(Stored entries)
use super::prelude::*;
use crate::authorization::authorize_role;

/// Returns the logged in user if it has at least the required role.
pub fn authorize_user<R: SessionRepo>(repo: &R, min_required_role: Role) -> Result<User> {
    let user = repo.current_user()?.ok_or(Error::Unauthorized)?;
    authorize_role(&user, min_required_role)?;
    Ok(user)
}
//! 安全功能配置模型。
//!
//! 组成：
//! - [`ConfigurationItem`]：单个可回滚的系统状态槽位（位置 + 启用值 + 禁用值），纯数据、无 IO
//! - [`FeatureConfiguration`]：一个可切换的安全限制（由若干配置项组成，绑定身份作用域）
//! - [`RegistryFeature`]：基于 [`KeyValueStore`] 的通用实现，各具体功能只提供自己的配置项列表
//!
//! 语义约定：
//! - `enable`：依次写入启用值，遇到第一个失败立即返回错误，不回滚已写入项（由外层操作负责）
//! - `disable`：对所有配置项写入禁用值，单项失败不中断，最终汇总失败项
//! - `is_enabled`：全部配置项等于启用值才返回 `true`；没有配置项、任何读取错误或不一致都返回 `false`
//!
//! 作者：考务安全浏览器项目组
//! 创建时间：2026-10-19
//! 修改时间：2026-10-19

use std::fmt;
use std::sync::Arc;

use serde::{Deserialize, Serialize};
use thiserror::Error;
use tracing::{info, warn};
use uuid::Uuid;

use crate::catalog::{FeatureKind, ScopeKind};
use crate::store::{KeyValueStore, Location, RegistryValue, StoreError};

/// 用户身份（由外部身份/会话提供者给出，核心只把它当作不透明的作用域令牌）。
#[derive(Debug, Clone, PartialEq, Eq, Serialize, Deserialize)]
pub struct UserIdentity {
    /// 用户 SID，用于定位 `HKEY_USERS\<SID>`。
    pub sid: String,
    #[serde(default)]
    /// 用户名（仅用于日志展示）。
    pub user_name: Option<String>,
}

impl UserIdentity {
    pub fn new(sid: impl Into<String>, user_name: Option<String>) -> Self {
        Self {
            sid: sid.into(),
            user_name,
        }
    }
}

/// 功能配置的身份作用域。
#[derive(Debug, Clone, PartialEq, Eq, Serialize, Deserialize)]
#[serde(tag = "type", rename_all = "snake_case")]
pub enum IdentityScope {
    /// 机器级（所有用户）。
    Machine,
    /// 指定用户。
    User(UserIdentity),
}

impl fmt::Display for IdentityScope {
    fn fmt(&self, f: &mut fmt::Formatter<'_>) -> fmt::Result {
        match self {
            IdentityScope::Machine => f.write_str("machine"),
            IdentityScope::User(user) => match &user.user_name {
                Some(name) => write!(f, "user {name} ({})", user.sid),
                None => write!(f, "user {}", user.sid),
            },
        }
    }
}

/// 单个配置项：一个注册表值及其启用/禁用取值。
///
/// 构造后不可变，由唯一的功能配置持有。
#[derive(Debug, Clone, PartialEq, Eq)]
pub struct ConfigurationItem {
    location: Location,
    enabled_value: RegistryValue,
    disabled_value: RegistryValue,
}

impl ConfigurationItem {
    pub fn new(location: Location, enabled_value: RegistryValue, disabled_value: RegistryValue) -> Self {
        Self {
            location,
            enabled_value,
            disabled_value,
        }
    }

    pub fn location(&self) -> &Location {
        &self.location
    }

    pub fn enabled_value(&self) -> &RegistryValue {
        &self.enabled_value
    }

    pub fn disabled_value(&self) -> &RegistryValue {
        &self.disabled_value
    }
}

/// 单个配置项的失败记录。
#[derive(Debug)]
pub struct ItemFailure {
    pub location: Location,
    pub error: StoreError,
}

/// 功能配置错误。
#[derive(Debug, Error)]
pub enum FeatureError {
    #[error("功能 {feature} 需要用户作用域，但当前会话没有用户身份")]
    MissingUserScope { feature: FeatureKind },
    #[error("功能 {feature} 有 {} 个配置项写入失败", .failures.len())]
    Items {
        feature: FeatureKind,
        failures: Vec<ItemFailure>,
    },
}

/// 可切换安全功能的统一能力接口。
pub trait FeatureConfiguration {
    /// 功能实例 ID（用于状态日志）。
    fn id(&self) -> Uuid;
    /// 会话分组 ID（同一次锁定应用的功能共享该 ID，用于按组批量恢复）。
    fn group_id(&self) -> Uuid;
    fn kind(&self) -> FeatureKind;
    fn scope(&self) -> &IdentityScope;
    /// 启用限制。
    fn enable(&self) -> Result<(), FeatureError>;
    /// 恢复默认状态。
    fn disable(&self) -> Result<(), FeatureError>;
    /// 当前是否处于启用状态（读取失败按未启用处理）。
    fn is_enabled(&self) -> bool;
}

/// 基于键值存储的功能配置。
pub struct RegistryFeature {
    id: Uuid,
    group_id: Uuid,
    kind: FeatureKind,
    scope: IdentityScope,
    items: Vec<ConfigurationItem>,
    store: Arc<dyn KeyValueStore>,
}

impl RegistryFeature {
    /// 按功能目录构建功能配置。
    ///
    /// 参数：
    /// - `kind`：功能类型（决定配置项与所需作用域）
    /// - `group_id`：会话分组 ID
    /// - `scope`：身份作用域；用户级功能必须为 [`IdentityScope::User`]
    /// - `store`：键值存储
    ///
    /// 异常处理：
    /// - 用户级功能缺少用户身份时返回 [`FeatureError::MissingUserScope`]
    pub fn new(
        kind: FeatureKind,
        group_id: Uuid,
        scope: IdentityScope,
        store: Arc<dyn KeyValueStore>,
    ) -> Result<Self, FeatureError> {
        Self::with_id(Uuid::new_v4(), kind, group_id, scope, store)
    }

    /// 以既有 ID 重建功能配置（用于从状态日志恢复）。
    pub fn with_id(
        id: Uuid,
        kind: FeatureKind,
        group_id: Uuid,
        scope: IdentityScope,
        store: Arc<dyn KeyValueStore>,
    ) -> Result<Self, FeatureError> {
        let items = match (kind.scope_kind(), &scope) {
            (ScopeKind::Machine, _) => kind.items(None),
            (ScopeKind::User, IdentityScope::User(user)) => kind.items(Some(user.sid.as_str())),
            (ScopeKind::User, IdentityScope::Machine) => {
                return Err(FeatureError::MissingUserScope { feature: kind })
            }
        };
        Ok(Self {
            id,
            group_id,
            kind,
            scope,
            items,
            store,
        })
    }

    /// 使用自定义配置项构建功能配置。
    pub fn with_items(
        kind: FeatureKind,
        group_id: Uuid,
        scope: IdentityScope,
        items: Vec<ConfigurationItem>,
        store: Arc<dyn KeyValueStore>,
    ) -> Self {
        Self {
            id: Uuid::new_v4(),
            group_id,
            kind,
            scope,
            items,
            store,
        }
    }

    pub fn items(&self) -> &[ConfigurationItem] {
        &self.items
    }
}

impl fmt::Debug for RegistryFeature {
    fn fmt(&self, f: &mut fmt::Formatter<'_>) -> fmt::Result {
        f.debug_struct("RegistryFeature")
            .field("id", &self.id)
            .field("group_id", &self.group_id)
            .field("kind", &self.kind)
            .field("scope", &self.scope)
            .field("items", &self.items)
            .finish_non_exhaustive()
    }
}

impl FeatureConfiguration for RegistryFeature {
    fn id(&self) -> Uuid {
        self.id
    }

    fn group_id(&self) -> Uuid {
        self.group_id
    }

    fn kind(&self) -> FeatureKind {
        self.kind
    }

    fn scope(&self) -> &IdentityScope {
        &self.scope
    }

    fn enable(&self) -> Result<(), FeatureError> {
        for item in &self.items {
            if let Err(error) = self.store.write(item.location(), item.enabled_value()) {
                warn!("写入启用值失败: {} = {}: {error}", item.location(), item.enabled_value());
                return Err(FeatureError::Items {
                    feature: self.kind,
                    failures: vec![ItemFailure {
                        location: item.location().clone(),
                        error,
                    }],
                });
            }
            info!("已写入启用值: {} = {}", item.location(), item.enabled_value());
        }
        Ok(())
    }

    fn disable(&self) -> Result<(), FeatureError> {
        let mut failures = Vec::new();
        for item in &self.items {
            match self.store.write(item.location(), item.disabled_value()) {
                Ok(()) => info!("已恢复禁用值: {} = {}", item.location(), item.disabled_value()),
                Err(error) => {
                    warn!("恢复禁用值失败: {} = {}: {error}", item.location(), item.disabled_value());
                    failures.push(ItemFailure {
                        location: item.location().clone(),
                        error,
                    });
                }
            }
        }
        if failures.is_empty() {
            Ok(())
        } else {
            Err(FeatureError::Items {
                feature: self.kind,
                failures,
            })
        }
    }

    fn is_enabled(&self) -> bool {
        !self.items.is_empty() && self.items.iter().all(|item| match self.store.read(item.location()) {
            Ok(Some(value)) => value == *item.enabled_value(),
            Ok(None) => false,
            Err(e) => {
                warn!("读取配置项失败，按未启用处理: {}: {e}", item.location());
                false
            }
        })
    }
}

# [Requirement]
Of the lines above, retype only those from the line containing "min_required_role: Role) ->" through the line containing "启用值 + 禁用值），纯数据、无 IO", including both, exactly.

# [Response to this task]
pub fn authorize_user<R: SessionRepo>(repo: &R, min_required_role: Role) -> Result<User> {
    let user = repo.current_user()?.ok_or(Error::Unauthorized)?;
    authorize_role(&user, min_required_role)?;
    Ok(user)
}
//! 安全功能配置模型。
//!
//! 组成：
//! - [`ConfigurationItem`]：单个可回滚的系统状态槽位（位置 + 启用值 + 禁用值），纯数据、无 IO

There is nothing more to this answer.